Modern browsers know how to use newer Javascript and web platform features, and most users are on modern browsers. For this majority, there's no need to limit them to older ES5 capabilities and bundle unnecessary polyfills. Having multiple build-time bundles, selectively chosen at runtime allows the majority to use slimmer bundles, while the minority on older browsers can still use the intended functionality, albeit with slightly larger bundles.

# Write density

In earlier drafts of this article, I initially segmented apps as mostly read, ie, content consumption vs mostly write, eg, content creation. But I soon realised that with the latter, you can still have one class that is read-light, and another class that is read-heavy; to get references, point to existing content, etc.

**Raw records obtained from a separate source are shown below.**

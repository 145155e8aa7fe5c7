//! Entity type classification: decide, per type and predicate, whether a field holds
//! scalars or links, and whether scalar fields are multi-valued.

use crate::error::{InductionError, InductionResult};
use crate::schema::OrderedMap;
use crate::triple::Value;

use super::entity::Entities;
use super::naming::TYPE_PREDICATE;

#[derive(Debug, Clone, Default, PartialEq, Eq)]
pub struct LiteralField {
    /// Some entity has more than one value for this field.
    pub multi: bool,
}

#[derive(Debug, Clone, Default, PartialEq, Eq)]
pub struct LinkField;

/// Shape shared by all entities with one type label.
#[derive(Debug, Clone, PartialEq)]
pub struct EntityType {
    pub name: String,
    pub literals: OrderedMap<LiteralField>,
    pub links: OrderedMap<LinkField>,
    /// Number of entities carrying this type label.
    pub entity_count: usize,
}

impl EntityType {
    fn new(name: &str) -> Self {
        Self {
            name: name.to_string(),
            literals: OrderedMap::new(),
            links: OrderedMap::new(),
            entity_count: 0,
        }
    }
}

/// Build entity types by aggregating every entity sharing a type label.
///
/// A predicate that carries literal values on some entities of a type and links on
/// others (or on the same entity) is rejected: it has no single column shape.
pub fn classify_types(entities: &Entities) -> InductionResult<OrderedMap<EntityType>> {
    let mut types: OrderedMap<EntityType> = OrderedMap::new();

    for entity in entities.values() {
        if !types.contains_key(&entity.type_name) {
            types.insert(entity.type_name.clone(), EntityType::new(&entity.type_name));
        }
        let Some(entity_type) = types.get_mut(&entity.type_name) else {
            continue;
        };
        entity_type.entity_count += 1;

        for (predicate, values) in entity.values.iter() {
            if predicate == TYPE_PREDICATE {
                continue;
            }

            let literal_count = values.iter().filter(|v| v.is_literal()).count();
            let link_count = values.iter().filter(|v| matches!(v, Value::Link(_))).count();

            if literal_count > 0 {
                if !entity_type.literals.contains_key(predicate) {
                    entity_type.literals.insert(predicate, LiteralField::default());
                }
                if literal_count > 1 {
                    if let Some(field) = entity_type.literals.get_mut(predicate) {
                        field.multi = true;
                    }
                }
            }

            if link_count > 0 && !entity_type.links.contains_key(predicate) {
                entity_type.links.insert(predicate, LinkField);
            }
        }
    }

    for entity_type in types.values() {
        if let Some(predicate) = entity_type
            .literals
            .keys()
            .find(|p| entity_type.links.contains_key(p))
        {
            return Err(InductionError::MixedField {
                type_name: entity_type.name.clone(),
                predicate: predicate.to_string(),
            });
        }
    }

    tracing::debug!(types = types.len(), "classified entity types");
    Ok(types)
}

That's when I concluded that write density is a different problem entirely, independent of read density. Where reading has a lot to do with streaming partial content to the user as fast as possible whilst fetching more data, writing has more to do with optimistic UI to unblock the next user interaction as fast as possible. Perhaps more in a different article…

# Conclusion

For apps with high read density, which is the majority of web applications, the bottleneck is often in data loading. This can only be solved with HTML streaming, which points towards server rendered HTML. The next bottleneck is often the Javascript bundles. Techniques like selective node hydration can significantly reduce the size of the bundle to download and evaluate. This makes it kinder to slow networks and older slower devices.

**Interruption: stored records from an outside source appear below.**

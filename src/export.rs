//! Export types for serializing an induced schema.
//!
//! These types provide a flat, JSON-friendly view of the tables: columns as a list
//! in definition order, rows without their internal keys, and the rendered
//! `CREATE TABLE` text next to each table.

use serde::Serialize;

use crate::induce::{InducedSchema, Relation};
use crate::persist::create_table_statement;
use crate::schema::{ForeignKey, Row, SqlType, Table};

/// Exported column definition.
#[derive(Debug, Clone, Serialize)]
pub struct FieldExport {
    pub name: String,
    /// Declared SQL type (`TEXT`, `INTEGER`, `REAL`).
    pub sql_type: String,
    pub nullable: bool,
    #[serde(skip_serializing_if = "Option::is_none")]
    pub comment: Option<String>,
}

/// Exported table with its rows.
#[derive(Debug, Clone, Serialize)]
pub struct TableExport {
    pub name: String,
    pub primary_key: Option<String>,
    pub fields: Vec<FieldExport>,
    pub foreign_keys: Vec<ForeignKey>,
    /// The statement a persister would execute for this table.
    pub create_statement: String,
    pub rows: Vec<Row>,
}

impl TableExport {
    pub fn from_table(table: &Table) -> Self {
        let mut fields = Vec::with_capacity(table.fields.len() + 1);
        if let Some(pk) = &table.primary_key {
            fields.push(FieldExport {
                name: pk.clone(),
                sql_type: SqlType::Text.to_string(),
                nullable: false,
                comment: None,
            });
        }
        fields.extend(table.fields.iter().map(|(name, field)| FieldExport {
            name: name.to_string(),
            sql_type: field.sql_type.to_string(),
            nullable: field.nullable,
            comment: field.comment.clone(),
        }));

        Self {
            name: table.name.clone(),
            primary_key: table.primary_key.clone(),
            fields,
            foreign_keys: table.foreign_keys.clone(),
            create_statement: create_table_statement(table),
            rows: table.rows.values().cloned().collect(),
        }
    }
}

/// Exported induction result.
#[derive(Debug, Clone, Serialize)]
pub struct SchemaExport {
    pub relations: Vec<Relation>,
    pub tables: Vec<TableExport>,
}

impl SchemaExport {
    pub fn from_schema(schema: &InducedSchema) -> Self {
        Self {
            relations: schema.relations.clone(),
            tables: schema.tables.iter().map(TableExport::from_table).collect(),
        }
    }
}

#[cfg(test)]
mod tests {
    use super::*;
    use crate::schema::{CellValue, TableField};

    #[test]
    fn table_export_lists_primary_key_first() {
        let mut table = Table::new("Person", Some("personId".into()));
        table.fields.insert(
            "age",
            TableField {
                sql_type: SqlType::Integer,
                nullable: true,
                comment: None,
            },
        );
        let mut row = Row::new();
        row.insert("personId", CellValue::from("p1"));
        row.insert("age", CellValue::Integer(36));
        table.rows.insert("p1", row);

        let export = TableExport::from_table(&table);
        let names: Vec<&str> = export.fields.iter().map(|f| f.name.as_str()).collect();
        assert_eq!(names, vec!["personId", "age"]);
        assert_eq!(export.fields[1].sql_type, "INTEGER");

        let json = serde_json::to_value(&export).unwrap();
        assert_eq!(json["rows"][0]["age"], 36);
        assert_eq!(json["rows"][0]["personId"], "p1");
        assert!(
            json["create_statement"]
                .as_str()
                .unwrap()
                .starts_with("CREATE TABLE Person (")
        );
    }
}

This paints a picture that is practically the opposite of SPAs (Single Page Applications). Heavy Javascript on the browser pulls in non-streamable data, often with additional non-native GraphQL, meaning more Javascript. Reinventing browser navigation, and full client-side rendering means heavy bundles that perform poorly on slow networks and older slower devices. Code-splitting and lazy-loading can help, but these are really additional complexity used to disguise endemic complexity.

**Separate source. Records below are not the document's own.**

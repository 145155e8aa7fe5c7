//! Relational schema induction.
//!
//! [`induce`] is a pure function from a triple set and a configuration to a table
//! set. Stages run once, in order, each consuming the previous one's output:
//!
//! 1. filter and group triples into entities ([`entity`])
//! 2. classify entity types and their fields ([`classify`])
//! 3. classify relations between types ([`relation`])
//! 4. build and populate tables ([`build`])
//! 5. infer column types ([`infer`])
//! 6. apply configured renames, removals and comments ([`crate::postprocess`])
//!
//! Any error aborts the run before a single table is returned.

pub mod build;
pub mod classify;
pub mod entity;
pub mod infer;
pub mod naming;
pub mod relation;

use serde::Serialize;

use crate::config::ConversionConfig;
use crate::error::Kg2SqlResult;
use crate::postprocess::postprocess;
use crate::schema::Table;
use crate::triple::RawTriple;

pub use classify::{EntityType, LinkField, LiteralField};
pub use entity::{Entities, Entity};
pub use relation::{Cardinality, Relation};

/// Result of one induction run.
#[derive(Debug, Clone, PartialEq, Serialize)]
pub struct InducedSchema {
    /// Classified relations, sorted by `(type_a, predicate, type_b)`.
    pub relations: Vec<Relation>,
    /// Finalized tables: entity tables in order of first appearance, then junction
    /// tables.
    pub tables: Vec<Table>,
}

impl InducedSchema {
    pub fn table(&self, name: &str) -> Option<&Table> {
        self.tables.iter().find(|t| t.name == name)
    }
}

/// Induce a relational schema and its rows from a triple set.
pub fn induce(triples: &[RawTriple], config: &ConversionConfig) -> Kg2SqlResult<InducedSchema> {
    let entities = entity::assemble_entities(triples, config)?;
    let types = classify::classify_types(&entities)?;
    let relations = relation::analyze_relations(&entities)?;
    tracing::info!(
        triples = triples.len(),
        entities = entities.len(),
        types = types.len(),
        relations = relations.len(),
        "analyzed graph"
    );

    let mut tables = build::build_tables(&entities, &types, &relations, config)?;
    infer::infer_column_types(&mut tables);
    postprocess(&mut tables, config)?;

    let tables: Vec<Table> = tables.into_values().collect();
    tracing::info!(
        tables = tables.len(),
        rows = tables.iter().map(Table::row_count).sum::<usize>(),
        "induced schema"
    );

    Ok(InducedSchema { relations, tables })
}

It is unfortunate that SPAs have dominated developer (and non-developer) mindshare over the last decade or so, such that its use has spread into areas well outside of its niche. But such is hindsight. The SPA revolution lowered the barrier to entry, and spawned new ways of thinking, some of which made its way into server rendered frameworks.

# Addendum

When are Single Page Applications the optimal choice? I can think of only two scenarios. Firstly, when there is a low read density, which essentially means an offline-oriented app, able to operate for long periods with no backing support from a server runtime. Secondly, when you're trading off the performance budget for the server runtime budget, as static websites are cheap to host.